● **WHAT IS NEEDED**
Exact reproduction required: the lines below from the line with "let inner = self.lock();" to the line with "inner.scrolls += 1;", both ends included, and no others.

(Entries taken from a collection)
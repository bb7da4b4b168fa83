//! In-memory mount: the reference transcript target and test double.

use std::sync::{Arc, Mutex, MutexGuard, PoisonError};

use replykit_core::{Mount, MountId, SuggestionHandler, WidgetError};

/// Accumulates what a chat bubble would show: the live plain-text run during
/// an animation, the final HTML after it, and any suggestion controls.
///
/// In a non-browser embedding this is the widget's output surface; tests use
/// it to observe scheduler behavior. `detach` models the backing element
/// being removed (panel closed, component torn down).
pub struct TranscriptBuffer {
    id: MountId,
    inner: Mutex<Inner>,
}

#[derive(Default)]
struct Inner {
    live_text: String,
    html: String,
    suggestions: Vec<SuggestionControl>,
    scrolls: u64,
    detached: bool,
}

struct SuggestionControl {
    label: String,
    on_activate: SuggestionHandler,
}

impl TranscriptBuffer {
    pub fn new() -> Self {
        Self {
            id: MountId::new(),
            inner: Mutex::new(Inner::default()),
        }
    }

    /// Mark the mount as gone; subsequent mutation fails with
    /// [`WidgetError::MountDetached`].
    pub fn detach(&self) {
        self.lock().detached = true;
    }

    pub fn is_detached(&self) -> bool {
        self.lock().detached
    }

    /// The unformatted text revealed so far. Empty once the final HTML has
    /// been installed.
    pub fn live_text(&self) -> String {
        self.lock().live_text.clone()
    }

    /// The formatted content, if a reveal has completed.
    pub fn html(&self) -> String {
        self.lock().html.clone()
    }

    pub fn suggestion_labels(&self) -> Vec<String> {
        self.lock()
            .suggestions
            .iter()
            .map(|control| control.label.clone())
            .collect()
    }

    /// Number of scroll adjustments requested so far.
    pub fn scroll_count(&self) -> u64 {
        self.lock().scrolls
    }

    /// Activate the `index`-th suggestion control, as a user click would.
    pub fn activate_suggestion(&self, index: usize) -> Result<(), WidgetError> {
        let handler = {
            let inner = self.lock();
            if inner.detached {
                return Err(WidgetError::MountDetached);
            }
            let control = inner
                .suggestions
                .get(index)
                .ok_or(WidgetError::NoSuchSuggestion(index))?;
            Arc::clone(&control.on_activate)
        };
        handler();
        Ok(())
    }

    fn lock(&self) -> MutexGuard<'_, Inner> {
        // The buffer holds no invariant that a panicked writer could break.
        self.inner.lock().unwrap_or_else(PoisonError::into_inner)
    }
}

impl Default for TranscriptBuffer {
    fn default() -> Self {
        Self::new()
    }
}

impl Mount for TranscriptBuffer {
    fn id(&self) -> MountId {
        self.id
    }

    fn append_text(&self, chunk: &str) -> Result<(), WidgetError> {
        let mut inner = self.lock();
        if inner.detached {
            return Err(WidgetError::MountDetached);
        }
        inner.live_text.push_str(chunk);
        Ok(())
    }

    fn set_html(&self, html: &str) -> Result<(), WidgetError> {
        let mut inner = self.lock();
        if inner.detached {
            return Err(WidgetError::MountDetached);
        }
        inner.live_text.clear();
        inner.html = html.to_string();
        Ok(())
    }

    fn add_suggestion(
        &self,
        label: &str,
        on_activate: SuggestionHandler,
    ) -> Result<(), WidgetError> {
        let mut inner = self.lock();
        if inner.detached {
            return Err(WidgetError::MountDetached);
        }
        inner.suggestions.push(SuggestionControl {
            label: label.to_string(),
            on_activate,
        });
        Ok(())
    }

    fn scroll_to_latest(&self) {
        let mut inner = self.lock();
        if !inner.detached {
            inner.scrolls += 1;
        }
    }
}

#[cfg(test)]
mod tests {
    use super::*;
    use std::sync::atomic::{AtomicUsize, Ordering};

    #[test]
    fn set_html_clears_the_live_text() {
        let mount = TranscriptBuffer::new();
        mount.append_text("typing...").unwrap();
        mount.set_html("<p>typed</p>").unwrap();
        assert!(mount.live_text().is_empty());
        assert_eq!(mount.html(), "<p>typed</p>");
    }

    #[test]
    fn detached_mount_rejects_mutation() {
        let mount = TranscriptBuffer::new();
        mount.detach();
        assert_eq!(mount.append_text("x"), Err(WidgetError::MountDetached));
        assert_eq!(mount.set_html("<p></p>"), Err(WidgetError::MountDetached));
        // Scrolling is a no-op rather than an error.
        mount.scroll_to_latest();
        assert_eq!(mount.scroll_count(), 0);
    }

    #[test]
    fn suggestion_controls_invoke_their_handler() {
        let mount = TranscriptBuffer::new();
        let hits = Arc::new(AtomicUsize::new(0));
        let counter = Arc::clone(&hits);
        mount
            .add_suggestion(
                "More",
                Arc::new(move || {
                    counter.fetch_add(1, Ordering::SeqCst);
                }),
            )
            .unwrap();
        mount.activate_suggestion(0).unwrap();
        assert_eq!(hits.load(Ordering::SeqCst), 1);
        assert_eq!(
            mount.activate_suggestion(5),
            Err(WidgetError::NoSuchSuggestion(5))
        );
    }
}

● **REPLY**
            let inner = self.lock();
            if inner.detached {
                return Err(WidgetError::MountDetached);
            }
            let control = inner
                .suggestions
                .get(index)
                .ok_or(WidgetError::NoSuchSuggestion(index))?;
            Arc::clone(&control.on_activate)
        };
        handler();
        Ok(())
    }

    fn lock(&self) -> MutexGuard<'_, Inner> {
        // The buffer holds no invariant that a panicked writer could break.
        self.inner.lock().unwrap_or_else(PoisonError::into_inner)
    }
}

impl Default for TranscriptBuffer {
    fn default() -> Self {
        Self::new()
    }
}

impl Mount for TranscriptBuffer {
    fn id(&self) -> MountId {
        self.id
    }

    fn append_text(&self, chunk: &str) -> Result<(), WidgetError> {
        let mut inner = self.lock();
        if inner.detached {
            return Err(WidgetError::MountDetached);
        }
        inner.live_text.push_str(chunk);
        Ok(())
    }

    fn set_html(&self, html: &str) -> Result<(), WidgetError> {
        let mut inner = self.lock();
        if inner.detached {
            return Err(WidgetError::MountDetached);
        }
        inner.live_text.clear();
        inner.html = html.to_string();
        Ok(())
    }

    fn add_suggestion(
        &self,
        label: &str,
        on_activate: SuggestionHandler,
    ) -> Result<(), WidgetError> {
        let mut inner = self.lock();
        if inner.detached {
            return Err(WidgetError::MountDetached);
        }
        inner.suggestions.push(SuggestionControl {
            label: label.to_string(),
            on_activate,
        });
        Ok(())
    }

    fn scroll_to_latest(&self) {
        let mut inner = self.lock();
        if !inner.detached {
            inner.scrolls += 1;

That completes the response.